◆ What you are asked to do: Only lines holding "method" are wanted; copy each of them from the records below.

Stored items:

=== Section Start ===

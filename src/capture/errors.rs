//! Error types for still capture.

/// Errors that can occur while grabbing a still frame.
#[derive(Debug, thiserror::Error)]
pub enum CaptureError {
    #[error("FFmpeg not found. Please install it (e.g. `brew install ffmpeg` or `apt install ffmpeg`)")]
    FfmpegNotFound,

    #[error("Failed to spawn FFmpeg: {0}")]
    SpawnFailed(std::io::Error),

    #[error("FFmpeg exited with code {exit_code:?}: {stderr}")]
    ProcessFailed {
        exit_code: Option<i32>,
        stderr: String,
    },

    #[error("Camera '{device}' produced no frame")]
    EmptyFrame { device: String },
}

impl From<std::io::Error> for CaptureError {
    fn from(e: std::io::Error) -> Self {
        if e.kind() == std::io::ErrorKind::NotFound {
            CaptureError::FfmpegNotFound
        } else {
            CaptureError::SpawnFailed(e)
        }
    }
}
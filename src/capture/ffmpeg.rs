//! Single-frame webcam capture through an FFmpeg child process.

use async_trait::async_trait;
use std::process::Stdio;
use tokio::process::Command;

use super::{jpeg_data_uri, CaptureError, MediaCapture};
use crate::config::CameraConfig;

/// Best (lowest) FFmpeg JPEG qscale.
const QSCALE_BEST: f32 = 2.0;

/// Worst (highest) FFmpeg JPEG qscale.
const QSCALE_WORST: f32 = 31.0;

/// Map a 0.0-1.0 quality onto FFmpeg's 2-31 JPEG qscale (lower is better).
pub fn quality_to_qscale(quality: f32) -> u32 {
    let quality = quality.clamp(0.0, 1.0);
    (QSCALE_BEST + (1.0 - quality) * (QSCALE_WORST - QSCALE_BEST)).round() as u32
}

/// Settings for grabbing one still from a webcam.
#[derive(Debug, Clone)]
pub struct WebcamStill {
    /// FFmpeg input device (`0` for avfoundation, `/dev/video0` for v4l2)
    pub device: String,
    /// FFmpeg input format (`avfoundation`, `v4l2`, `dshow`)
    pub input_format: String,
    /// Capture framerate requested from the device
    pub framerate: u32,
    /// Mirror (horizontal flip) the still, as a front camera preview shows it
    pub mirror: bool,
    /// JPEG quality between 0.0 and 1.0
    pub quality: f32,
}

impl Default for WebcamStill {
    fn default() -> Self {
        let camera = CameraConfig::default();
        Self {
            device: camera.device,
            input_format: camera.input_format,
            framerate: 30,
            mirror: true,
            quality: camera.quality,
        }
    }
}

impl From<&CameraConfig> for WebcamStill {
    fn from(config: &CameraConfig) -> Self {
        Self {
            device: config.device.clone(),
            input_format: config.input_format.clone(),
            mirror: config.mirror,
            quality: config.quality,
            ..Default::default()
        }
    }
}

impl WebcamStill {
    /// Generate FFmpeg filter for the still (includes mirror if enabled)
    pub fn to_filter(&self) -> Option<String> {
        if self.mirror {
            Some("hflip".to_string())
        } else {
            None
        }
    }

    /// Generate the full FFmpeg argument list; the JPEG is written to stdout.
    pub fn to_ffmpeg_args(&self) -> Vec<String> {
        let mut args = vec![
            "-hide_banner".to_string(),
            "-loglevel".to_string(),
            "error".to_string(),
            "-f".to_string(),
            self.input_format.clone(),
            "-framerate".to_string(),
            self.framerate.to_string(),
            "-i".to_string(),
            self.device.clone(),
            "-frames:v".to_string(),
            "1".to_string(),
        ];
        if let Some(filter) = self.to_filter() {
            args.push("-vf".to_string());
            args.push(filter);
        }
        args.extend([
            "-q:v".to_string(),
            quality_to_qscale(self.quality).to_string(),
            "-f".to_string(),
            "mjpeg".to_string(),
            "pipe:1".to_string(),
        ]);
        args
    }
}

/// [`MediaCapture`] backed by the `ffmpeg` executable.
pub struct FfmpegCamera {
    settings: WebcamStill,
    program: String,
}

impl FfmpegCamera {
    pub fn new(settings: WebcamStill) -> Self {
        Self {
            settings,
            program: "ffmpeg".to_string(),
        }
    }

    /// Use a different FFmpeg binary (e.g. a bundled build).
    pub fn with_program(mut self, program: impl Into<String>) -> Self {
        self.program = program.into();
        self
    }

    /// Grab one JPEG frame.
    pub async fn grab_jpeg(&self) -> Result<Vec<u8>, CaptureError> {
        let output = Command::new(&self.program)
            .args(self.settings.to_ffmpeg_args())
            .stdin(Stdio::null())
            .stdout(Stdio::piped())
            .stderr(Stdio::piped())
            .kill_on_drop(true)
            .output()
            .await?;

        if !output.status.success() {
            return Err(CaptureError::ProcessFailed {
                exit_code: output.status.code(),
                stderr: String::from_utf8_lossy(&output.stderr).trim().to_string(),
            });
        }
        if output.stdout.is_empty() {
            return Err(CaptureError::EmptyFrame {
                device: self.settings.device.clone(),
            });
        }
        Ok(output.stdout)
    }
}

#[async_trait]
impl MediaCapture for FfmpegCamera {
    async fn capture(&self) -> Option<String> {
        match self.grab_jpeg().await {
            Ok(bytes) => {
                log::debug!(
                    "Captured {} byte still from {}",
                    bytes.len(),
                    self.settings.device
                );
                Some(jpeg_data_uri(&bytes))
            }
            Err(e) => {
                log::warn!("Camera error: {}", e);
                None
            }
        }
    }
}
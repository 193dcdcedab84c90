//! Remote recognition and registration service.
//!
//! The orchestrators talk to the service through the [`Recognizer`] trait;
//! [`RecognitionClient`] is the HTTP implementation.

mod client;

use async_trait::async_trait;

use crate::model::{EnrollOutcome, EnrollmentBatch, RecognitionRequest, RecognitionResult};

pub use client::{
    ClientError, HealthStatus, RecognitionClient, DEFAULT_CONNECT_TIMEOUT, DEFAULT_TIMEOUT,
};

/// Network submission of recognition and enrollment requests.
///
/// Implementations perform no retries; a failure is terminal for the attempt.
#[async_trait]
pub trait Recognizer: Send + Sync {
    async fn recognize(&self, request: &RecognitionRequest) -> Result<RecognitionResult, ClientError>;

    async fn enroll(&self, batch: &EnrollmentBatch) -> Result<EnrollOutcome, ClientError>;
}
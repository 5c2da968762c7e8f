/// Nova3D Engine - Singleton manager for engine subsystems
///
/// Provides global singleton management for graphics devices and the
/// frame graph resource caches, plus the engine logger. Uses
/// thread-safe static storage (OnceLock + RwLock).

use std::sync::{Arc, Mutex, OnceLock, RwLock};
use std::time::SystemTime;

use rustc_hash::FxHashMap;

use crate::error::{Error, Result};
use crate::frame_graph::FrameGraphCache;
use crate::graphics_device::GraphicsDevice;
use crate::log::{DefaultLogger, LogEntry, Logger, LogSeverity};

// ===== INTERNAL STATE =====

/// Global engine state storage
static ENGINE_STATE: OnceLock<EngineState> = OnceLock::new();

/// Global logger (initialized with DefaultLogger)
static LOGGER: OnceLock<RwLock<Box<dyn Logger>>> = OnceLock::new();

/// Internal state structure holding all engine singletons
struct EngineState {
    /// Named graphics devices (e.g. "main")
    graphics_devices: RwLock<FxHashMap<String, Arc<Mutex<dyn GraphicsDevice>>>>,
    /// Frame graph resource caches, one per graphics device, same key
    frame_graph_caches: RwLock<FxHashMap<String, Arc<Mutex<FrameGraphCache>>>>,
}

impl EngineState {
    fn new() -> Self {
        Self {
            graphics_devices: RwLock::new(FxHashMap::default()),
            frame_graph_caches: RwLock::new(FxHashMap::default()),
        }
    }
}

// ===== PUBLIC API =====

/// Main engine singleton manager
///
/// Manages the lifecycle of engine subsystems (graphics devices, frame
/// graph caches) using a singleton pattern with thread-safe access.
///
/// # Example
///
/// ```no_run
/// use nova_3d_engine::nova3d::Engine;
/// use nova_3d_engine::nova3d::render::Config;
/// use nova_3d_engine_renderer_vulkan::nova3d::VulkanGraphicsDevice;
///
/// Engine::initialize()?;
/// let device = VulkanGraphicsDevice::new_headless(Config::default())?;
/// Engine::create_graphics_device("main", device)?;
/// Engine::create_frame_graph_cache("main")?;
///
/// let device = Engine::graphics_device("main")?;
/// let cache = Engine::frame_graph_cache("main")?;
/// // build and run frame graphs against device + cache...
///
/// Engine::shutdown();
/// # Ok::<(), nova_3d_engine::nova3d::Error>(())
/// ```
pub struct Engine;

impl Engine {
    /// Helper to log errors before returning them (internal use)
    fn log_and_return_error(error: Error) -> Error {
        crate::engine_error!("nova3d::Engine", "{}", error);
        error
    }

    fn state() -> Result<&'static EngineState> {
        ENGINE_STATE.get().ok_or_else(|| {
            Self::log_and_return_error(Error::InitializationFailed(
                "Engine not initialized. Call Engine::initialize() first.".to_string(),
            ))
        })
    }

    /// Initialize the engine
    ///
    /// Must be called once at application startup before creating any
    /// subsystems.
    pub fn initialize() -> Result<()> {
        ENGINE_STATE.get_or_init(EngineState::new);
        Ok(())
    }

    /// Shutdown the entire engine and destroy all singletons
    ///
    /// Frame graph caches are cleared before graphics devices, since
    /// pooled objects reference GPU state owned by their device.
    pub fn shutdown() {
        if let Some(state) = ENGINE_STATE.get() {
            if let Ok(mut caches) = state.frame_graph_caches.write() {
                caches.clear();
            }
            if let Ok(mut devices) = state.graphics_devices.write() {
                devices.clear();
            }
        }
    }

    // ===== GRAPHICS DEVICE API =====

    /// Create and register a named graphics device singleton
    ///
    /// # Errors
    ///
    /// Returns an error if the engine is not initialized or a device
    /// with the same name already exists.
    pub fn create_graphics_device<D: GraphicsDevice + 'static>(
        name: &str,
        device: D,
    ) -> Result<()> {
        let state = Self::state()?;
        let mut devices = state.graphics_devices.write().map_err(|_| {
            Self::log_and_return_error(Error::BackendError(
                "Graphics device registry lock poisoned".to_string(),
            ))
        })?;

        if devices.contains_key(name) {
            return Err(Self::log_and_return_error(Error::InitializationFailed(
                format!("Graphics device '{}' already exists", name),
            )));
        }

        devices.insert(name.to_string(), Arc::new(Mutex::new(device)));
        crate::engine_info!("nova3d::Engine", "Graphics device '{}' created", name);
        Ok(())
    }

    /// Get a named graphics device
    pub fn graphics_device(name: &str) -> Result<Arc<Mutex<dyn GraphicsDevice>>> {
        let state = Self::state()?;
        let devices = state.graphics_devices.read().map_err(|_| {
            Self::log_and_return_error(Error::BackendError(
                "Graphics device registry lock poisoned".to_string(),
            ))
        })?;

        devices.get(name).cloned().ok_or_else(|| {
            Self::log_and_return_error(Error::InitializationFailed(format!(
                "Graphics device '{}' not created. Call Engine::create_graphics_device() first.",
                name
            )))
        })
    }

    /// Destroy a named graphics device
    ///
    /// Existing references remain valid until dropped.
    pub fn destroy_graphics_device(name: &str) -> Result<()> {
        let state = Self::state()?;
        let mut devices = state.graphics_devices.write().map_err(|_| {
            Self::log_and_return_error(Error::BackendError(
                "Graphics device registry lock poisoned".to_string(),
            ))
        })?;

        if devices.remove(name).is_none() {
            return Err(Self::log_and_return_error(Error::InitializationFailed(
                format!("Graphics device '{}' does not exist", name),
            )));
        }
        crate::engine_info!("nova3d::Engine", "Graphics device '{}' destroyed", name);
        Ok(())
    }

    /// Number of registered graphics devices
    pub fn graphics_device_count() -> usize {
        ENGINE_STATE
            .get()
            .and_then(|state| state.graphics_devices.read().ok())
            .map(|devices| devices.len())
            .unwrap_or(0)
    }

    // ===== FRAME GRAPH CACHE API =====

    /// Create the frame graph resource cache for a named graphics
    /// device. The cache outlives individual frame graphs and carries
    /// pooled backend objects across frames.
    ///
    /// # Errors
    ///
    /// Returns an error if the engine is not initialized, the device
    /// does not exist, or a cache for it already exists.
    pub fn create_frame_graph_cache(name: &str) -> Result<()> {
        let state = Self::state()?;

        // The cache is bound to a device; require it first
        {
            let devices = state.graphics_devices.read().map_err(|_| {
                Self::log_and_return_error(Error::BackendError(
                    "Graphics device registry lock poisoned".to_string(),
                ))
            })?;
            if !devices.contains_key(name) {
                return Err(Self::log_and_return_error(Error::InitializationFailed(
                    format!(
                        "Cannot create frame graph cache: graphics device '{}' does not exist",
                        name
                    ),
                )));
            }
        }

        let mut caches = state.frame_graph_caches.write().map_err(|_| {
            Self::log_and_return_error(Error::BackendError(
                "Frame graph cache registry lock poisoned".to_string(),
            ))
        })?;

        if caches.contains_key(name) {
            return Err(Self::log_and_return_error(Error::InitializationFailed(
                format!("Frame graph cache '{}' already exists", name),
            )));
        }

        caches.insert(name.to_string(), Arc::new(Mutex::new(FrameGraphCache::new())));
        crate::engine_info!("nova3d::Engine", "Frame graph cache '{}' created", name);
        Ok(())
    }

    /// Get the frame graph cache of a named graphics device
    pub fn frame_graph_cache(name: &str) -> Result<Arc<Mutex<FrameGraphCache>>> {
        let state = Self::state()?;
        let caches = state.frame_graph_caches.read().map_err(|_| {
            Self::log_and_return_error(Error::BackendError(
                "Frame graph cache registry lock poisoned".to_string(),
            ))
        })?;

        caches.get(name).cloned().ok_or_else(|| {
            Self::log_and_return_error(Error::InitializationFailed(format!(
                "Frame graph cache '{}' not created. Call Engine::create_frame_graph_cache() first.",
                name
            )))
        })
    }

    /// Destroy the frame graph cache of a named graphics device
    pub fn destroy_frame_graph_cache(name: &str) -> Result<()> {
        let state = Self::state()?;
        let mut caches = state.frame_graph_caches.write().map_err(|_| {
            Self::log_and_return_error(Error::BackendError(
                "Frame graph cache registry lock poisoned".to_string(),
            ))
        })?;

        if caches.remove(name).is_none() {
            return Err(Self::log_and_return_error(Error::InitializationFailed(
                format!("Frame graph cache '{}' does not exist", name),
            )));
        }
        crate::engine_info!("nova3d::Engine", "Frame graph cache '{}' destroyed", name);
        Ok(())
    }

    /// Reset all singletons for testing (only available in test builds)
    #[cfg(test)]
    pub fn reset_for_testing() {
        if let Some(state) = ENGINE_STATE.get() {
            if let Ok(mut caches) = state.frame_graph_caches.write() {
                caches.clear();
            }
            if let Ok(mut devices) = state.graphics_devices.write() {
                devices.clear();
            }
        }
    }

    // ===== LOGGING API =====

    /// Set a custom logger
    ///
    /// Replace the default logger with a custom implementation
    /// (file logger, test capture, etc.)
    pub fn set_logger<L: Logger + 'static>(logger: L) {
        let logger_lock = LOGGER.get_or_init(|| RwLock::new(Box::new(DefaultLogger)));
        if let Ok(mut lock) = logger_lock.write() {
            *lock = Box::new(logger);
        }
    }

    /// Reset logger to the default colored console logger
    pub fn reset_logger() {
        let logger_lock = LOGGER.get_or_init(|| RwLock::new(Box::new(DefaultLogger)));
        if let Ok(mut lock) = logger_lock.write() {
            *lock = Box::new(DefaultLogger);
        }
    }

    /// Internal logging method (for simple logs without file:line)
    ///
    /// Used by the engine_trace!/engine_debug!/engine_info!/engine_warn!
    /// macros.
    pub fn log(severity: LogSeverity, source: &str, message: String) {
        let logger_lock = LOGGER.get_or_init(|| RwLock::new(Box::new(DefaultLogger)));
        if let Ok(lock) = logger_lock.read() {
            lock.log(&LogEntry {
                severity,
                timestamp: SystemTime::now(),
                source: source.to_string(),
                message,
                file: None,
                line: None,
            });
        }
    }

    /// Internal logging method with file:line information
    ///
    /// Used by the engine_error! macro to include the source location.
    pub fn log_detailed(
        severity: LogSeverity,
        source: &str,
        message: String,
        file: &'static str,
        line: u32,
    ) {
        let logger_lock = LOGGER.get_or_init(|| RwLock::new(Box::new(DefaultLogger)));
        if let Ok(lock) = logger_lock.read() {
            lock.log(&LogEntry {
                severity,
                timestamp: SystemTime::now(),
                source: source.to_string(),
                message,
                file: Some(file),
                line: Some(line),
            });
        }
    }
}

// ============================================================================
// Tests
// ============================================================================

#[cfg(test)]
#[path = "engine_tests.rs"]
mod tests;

=== Section End ===

◆ Written answer:
    /// Internal logging method (for simple logs without file:line)
    /// Internal logging method with file:line information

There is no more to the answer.